WHAT IS BEING ASKED:
Only the lines below starting at the one containing "pub struct PricingContext" and ending at the one containing "low over the lookback window" belong in the answer, each copied exactly.

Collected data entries
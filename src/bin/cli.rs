//! Option Levels CLI
//!
//! Ranks option-implied support/resistance for a ticker, prints positioning
//! ratios across expiries, or evaluates Black-Scholes Greeks for one contract.

use std::path::PathBuf;
use std::process::ExitCode;

use clap::{Parser, Subcommand};
use tracing_subscriber::EnvFilter;

use option_levels::prelude::*;
use option_levels::report::{render_levels, render_positioning};

#[derive(Parser, Debug)]
#[command(author, version, about = "Option-implied support and resistance levels")]
struct Cli {
    /// Debug logging (overridden by RUST_LOG)
    #[arg(short, long, global = true)]
    verbose: bool,

    #[command(subcommand)]
    command: Command,
}

#[derive(Subcommand, Debug)]
enum Command {
    /// Rank support/resistance levels for the nearest expiry
    Levels {
        /// Underlying ticker, e.g. SPY
        ticker: String,

        /// JSON analysis config; flags below override it
        #[arg(long)]
        config: Option<PathBuf>,

        /// Minimum open interest (exclusive)
        #[arg(long)]
        oi_threshold: Option<u64>,

        /// Historical high/low lookback in days
        #[arg(long)]
        window_days: Option<u32>,

        /// Minimum time to expiry: day or week
        #[arg(long)]
        expiry_floor: Option<ExpiryFloor>,

        /// Levels shown per side
        #[arg(long)]
        top: Option<usize>,

        /// Print the full report as JSON
        #[arg(long, default_value = "false")]
        json: bool,
    },

    /// Put/call positioning ratios over the next expiries
    Positioning {
        ticker: String,

        #[arg(long, default_value = "4")]
        max_expiries: usize,

        #[arg(long, default_value = "false")]
        json: bool,
    },

    /// Black-Scholes Greeks for a single contract
    Greeks {
        #[arg(long)]
        spot: f64,

        #[arg(long)]
        strike: f64,

        /// Calendar days to expiry
        #[arg(long, default_value = "30")]
        days: f64,

        #[arg(long, default_value = "0.05")]
        rate: f64,

        /// Implied volatility as a decimal
        #[arg(long)]
        vol: f64,

        /// call or put
        #[arg(long = "type", default_value = "call")]
        option_type: OptionType,
    },
}

fn init_logging(verbose: bool) {
    let default = if verbose { "debug" } else { "info" };
    let filter = EnvFilter::try_from_default_env().unwrap_or_else(|_| EnvFilter::new(default));
    tracing_subscriber::fmt()
        .with_env_filter(filter)
        .with_writer(std::io::stderr)
        .with_target(false)
        .init();
}

fn main() -> ExitCode {
    let cli = Cli::parse();
    init_logging(cli.verbose);

    match run(cli.command) {
        Ok(()) => ExitCode::SUCCESS,
        Err(e) => {
            eprintln!("error: {}", e);
            ExitCode::FAILURE
        }
    }
}

fn run(command: Command) -> LevelsResult<()> {
    match command {
        Command::Levels {
            ticker,
            config,
            oi_threshold,
            window_days,
            expiry_floor,
            top,
            json,
        } => {
            let mut cfg = match config {
                Some(path) => AnalysisConfig::from_json_file(path)?,
                None => AnalysisConfig::default(),
            };
            if let Some(threshold) = oi_threshold {
                cfg.levels.oi_threshold = threshold;
            }
            if let Some(days) = window_days {
                cfg.history_window_days = days;
            }
            if let Some(floor) = expiry_floor {
                cfg.expiry_floor = floor;
            }
            if let Some(n) = top {
                cfg.top_n = n;
            }
            cfg.validate()?;

            let top_n = cfg.top_n;
            let analyzer = LevelAnalyzer::with_config(YahooClient::new()?, cfg);
            let report = analyzer.analyze(&ticker.to_uppercase())?;

            if json {
                println!("{}", to_json(&report)?);
            } else {
                print!("{}", render_levels(&report, top_n));
            }
        }

        Command::Positioning {
            ticker,
            max_expiries,
            json,
        } => {
            let analyzer = LevelAnalyzer::new(YahooClient::new()?);
            let summary = analyzer.positioning(&ticker.to_uppercase(), max_expiries)?;

            if json {
                println!("{}", to_json(&summary)?);
            } else {
                print!("{}", render_positioning(&summary));
            }
        }

        Command::Greeks {
            spot,
            strike,
            days,
            rate,
            vol,
            option_type,
        } => {
            let time = days / 365.0;
            let g = bs_greeks(spot, strike, time, rate, vol, option_type);

            println!("{} {:.2} @ spot {:.2}, {:.0} days, vol {:.1}%", option_type, strike, spot, days, vol * 100.0);
            println!("  Delta: {:.4}", g.delta);
            println!("  Gamma: {:.6}", g.gamma);
            println!("  Theta: {:.4} (per year)", g.theta);
            println!("  Vega:  {:.4} (per unit vol)", g.vega);
        }
    }

    Ok(())
}

fn to_json<T: serde::Serialize>(value: &T) -> LevelsResult<String> {
    serde_json::to_string_pretty(value).map_err(|e| LevelsError::Serialization(e.to_string()))
}

#[cfg(test)]
mod tests {
    use super::*;

    #[test]
    fn test_parse_levels_flags() {
        let cli = Cli::try_parse_from([
            "option-levels",
            "levels",
            "spy",
            "--expiry-floor",
            "day",
            "--oi-threshold",
            "750",
        ])
        .unwrap();

        match cli.command {
            Command::Levels {
                ticker,
                expiry_floor,
                oi_threshold,
                ..
            } => {
                assert_eq!(ticker, "spy");
                assert_eq!(expiry_floor, Some(ExpiryFloor::Day));
                assert_eq!(oi_threshold, Some(750));
            }
            other => panic!("unexpected command {:?}", other),
        }
    }

    #[test]
    fn test_rejects_unknown_floor() {
        assert!(Cli::try_parse_from(["option-levels", "levels", "SPY", "--expiry-floor", "month"]).is_err());
    }

    #[test]
    fn test_parse_greeks_type() {
        let cli = Cli::try_parse_from([
            "option-levels", "greeks", "--spot", "450", "--strike", "440", "--vol", "0.2", "--type", "put",
        ])
        .unwrap();

        match cli.command {
            Command::Greeks { option_type, days, .. } => {
                assert_eq!(option_type, OptionType::Put);
                assert_eq!(days, 30.0);
            }
            other => panic!("unexpected command {:?}", other),
        }
    }
}
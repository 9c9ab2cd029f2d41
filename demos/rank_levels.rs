//! Rank levels on a hand-built chain, no network needed
//!
//! Run: cargo run --example rank_levels

use option_levels::prelude::*;

fn main() -> LevelsResult<()> {
    let ctx = PricingContext::new(450.0, 30.0 / 365.0, HistoricalExtremes::new(480.0, 410.0));

    let calls = vec![
        RawQuote::new(445.0, 2_000, 400, 0.21),
        RawQuote::new(455.0, 6_500, 1_900, 0.19),
        RawQuote::new(460.0, 12_000, 2_500, 0.18),
        RawQuote::new(470.0, 4_800, 700, 0.17),
        RawQuote::new(480.0, 1_200, 150, 0.17),
    ];
    let puts = vec![
        RawQuote::new(420.0, 8_000, 900, 0.27),
        RawQuote::new(430.0, 7_000, 1_100, 0.25),
        RawQuote::new(440.0, 9_000, 1_800, 0.23),
        RawQuote::new(445.0, 1_000, 5_000, 0.22),
        RawQuote::new(455.0, 3_000, 600, 0.21),
    ];

    println!("Spot ${:.2}, T = {:.4}y\n", ctx.spot, ctx.time_to_expiry);

    for (name, config) in [
        ("aggressive", LevelConfig::aggressive()),
        ("default", LevelConfig::default()),
        ("conservative", LevelConfig::conservative()),
    ] {
        let levels = rank_levels(&calls, &puts, &ctx, &config)?;
        println!(
            "[{}] OI > {}: {} resistance, {} support",
            name,
            config.oi_threshold,
            levels.resistance.len(),
            levels.support.len()
        );
        let best = levels.top(2);
        for level in best.resistance.iter().chain(&best.support) {
            println!("  {}", level.tooltip());
        }
        println!();
    }

    Ok(())
}
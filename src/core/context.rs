//! Pricing context shared by every row of one analysis run

use serde::{Deserialize, Serialize};

use super::error::{LevelsError, LevelsResult};
use super::option::OptionType;

/// Default risk-free rate
pub const DEFAULT_RISK_FREE_RATE: f64 = 0.05;

/// Historical high/low over a lookback window
#[derive(Debug, Clone, Copy, PartialEq, Serialize, Deserialize)]
pub struct HistoricalExtremes {
    pub high: f64,
    pub low: f64,
}

impl HistoricalExtremes {
    pub fn new(high: f64, low: f64) -> Self {
        Self { high, low }
    }

    /// Build from a series of daily highs and lows, skipping gaps
    pub fn from_series(highs: &[Option<f64>], lows: &[Option<f64>]) -> Option<Self> {
        let high = highs
            .iter()
            .flatten()
            .copied()
            .filter(|v| v.is_finite())
            .fold(None, |acc: Option<f64>, v| Some(acc.map_or(v, |a| a.max(v))))?;
        let low = lows
            .iter()
            .flatten()
            .copied()
            .filter(|v| v.is_finite())
            .fold(None, |acc: Option<f64>, v| Some(acc.map_or(v, |a| a.min(v))))?;
        Some(Self { high, low })
    }
}

/// Inputs shared by every chain row
///
/// Spot may sit outside `[historical_low, historical_high]`: the market can gap
/// outside the lookback window and scoring tolerates it.
#[derive(Debug, Clone, Copy, PartialEq, Serialize, Deserialize)]
pub struct PricingContext {
    /// Underlying spot price
    pub spot: f64,
    /// Risk-free rate
    pub rate: f64,
    /// Time to expiry in years (floored)
    pub time_to_expiry: f64,
    /// Historical high over the lookback window
    pub historical_high: f64,
    /// Historical low over the lookback window
    pub historical_low: f64,
}

impl PricingContext {
    pub fn new(spot: f64, time_to_expiry: f64, extremes: HistoricalExtremes) -> Self {
        Self {
            spot,
            rate: DEFAULT_RISK_FREE_RATE,
            time_to_expiry,
            historical_high: extremes.high,
            historical_low: extremes.low,
        }
    }

    pub fn with_rate(mut self, rate: f64) -> Self {
        self.rate = rate;
        self
    }

    /// Historical extreme a level of this class is measured against
    pub fn historical_extreme(&self, option_type: OptionType) -> f64 {
        match option_type {
            OptionType::Call => self.historical_high,
            OptionType::Put => self.historical_low,
        }
    }

    /// Reject inputs that would turn scores into NaN or infinity
    pub fn validate(&self) -> LevelsResult<()> {
        if !(self.spot.is_finite() && self.spot > 0.0) {
            return Err(LevelsError::domain(format!(
                "spot must be positive, got {}",
                self.spot
            )));
        }
        if !(self.historical_high.is_finite() && self.historical_high > 0.0) {
            return Err(LevelsError::domain(format!(
                "historical high must be positive, got {}",
                self.historical_high
            )));
        }
        if !(self.historical_low.is_finite() && self.historical_low > 0.0) {
            return Err(LevelsError::domain(format!(
                "historical low must be positive, got {}",
                self.historical_low
            )));
        }
        if !self.rate.is_finite() {
            return Err(LevelsError::domain("risk-free rate must be finite"));
        }
        if !self.time_to_expiry.is_finite() {
            return Err(LevelsError::domain("time to expiry must be finite"));
        }
        Ok(())
    }
}

#[cfg(test)]
mod tests {
    use super::*;

    fn context() -> PricingContext {
        PricingContext::new(450.0, 30.0 / 365.0, HistoricalExtremes::new(480.0, 410.0))
    }

    #[test]
    fn test_defaults_and_extremes() {
        let ctx = context();
        assert_eq!(ctx.rate, DEFAULT_RISK_FREE_RATE);
        assert_eq!(ctx.historical_extreme(OptionType::Call), 480.0);
        assert_eq!(ctx.historical_extreme(OptionType::Put), 410.0);
        assert_eq!(ctx.with_rate(0.03).rate, 0.03);
    }

    #[test]
    fn test_validate() {
        assert!(context().validate().is_ok());

        // Spot outside the historical window is allowed
        let gapped = PricingContext { spot: 500.0, ..context() };
        assert!(gapped.validate().is_ok());

        let zero_low = PricingContext { historical_low: 0.0, ..context() };
        assert!(matches!(zero_low.validate(), Err(LevelsError::Domain(_))));

        let zero_high = PricingContext { historical_high: 0.0, ..context() };
        assert!(matches!(zero_high.validate(), Err(LevelsError::Domain(_))));

        let bad_spot = PricingContext { spot: -1.0, ..context() };
        assert!(bad_spot.validate().is_err());

        let nan_spot = PricingContext { spot: f64::NAN, ..context() };
        assert!(nan_spot.validate().is_err());
    }

    #[test]
    fn test_extremes_from_series() {
        let highs = vec![Some(101.0), None, Some(105.5), Some(f64::NAN)];
        let lows = vec![Some(95.0), Some(93.2), None, Some(96.0)];
        let ext = HistoricalExtremes::from_series(&highs, &lows).unwrap();
        assert_eq!(ext.high, 105.5);
        assert_eq!(ext.low, 93.2);

        assert!(HistoricalExtremes::from_series(&[None], &[Some(1.0)]).is_none());
    }
}
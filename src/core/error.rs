//! Error types for option level analysis

use thiserror::Error;

#[derive(Error, Debug)]
pub enum LevelsError {
    #[error("Domain error: {0}")]
    Domain(String),

    #[error("Numerical error: {0}")]
    Numerical(String),

    #[error("Data error: {0}")]
    Data(String),

    #[error("Network error: {0}")]
    Network(String),

    #[error("Config error: {0}")]
    Config(String),

    #[error("IO error: {0}")]
    IO(#[from] std::io::Error),

    #[error("Serialization error: {0}")]
    Serialization(String),
}

pub type LevelsResult<T> = Result<T, LevelsError>;

impl LevelsError {
    pub fn domain(msg: impl Into<String>) -> Self {
        Self::Domain(msg.into())
    }

    pub fn numerical(msg: impl Into<String>) -> Self {
        Self::Numerical(msg.into())
    }

    pub fn data(msg: impl Into<String>) -> Self {
        Self::Data(msg.into())
    }

    pub fn network(msg: impl Into<String>) -> Self {
        Self::Network(msg.into())
    }

    pub fn config(msg: impl Into<String>) -> Self {
        Self::Config(msg.into())
    }

    /// Whether the failure came from a market-data collaborator
    pub fn is_fetch_error(&self) -> bool {
        matches!(self, Self::Data(_) | Self::Network(_))
    }
}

EXPECTED ANSWER:
pub struct PricingContext {
    /// Underlying spot price
    pub spot: f64,
    /// Risk-free rate
    pub rate: f64,
    /// Time to expiry in years (floored)
    pub time_to_expiry: f64,
    /// Historical high over the lookback window
    pub historical_high: f64,
    /// Historical low over the lookback window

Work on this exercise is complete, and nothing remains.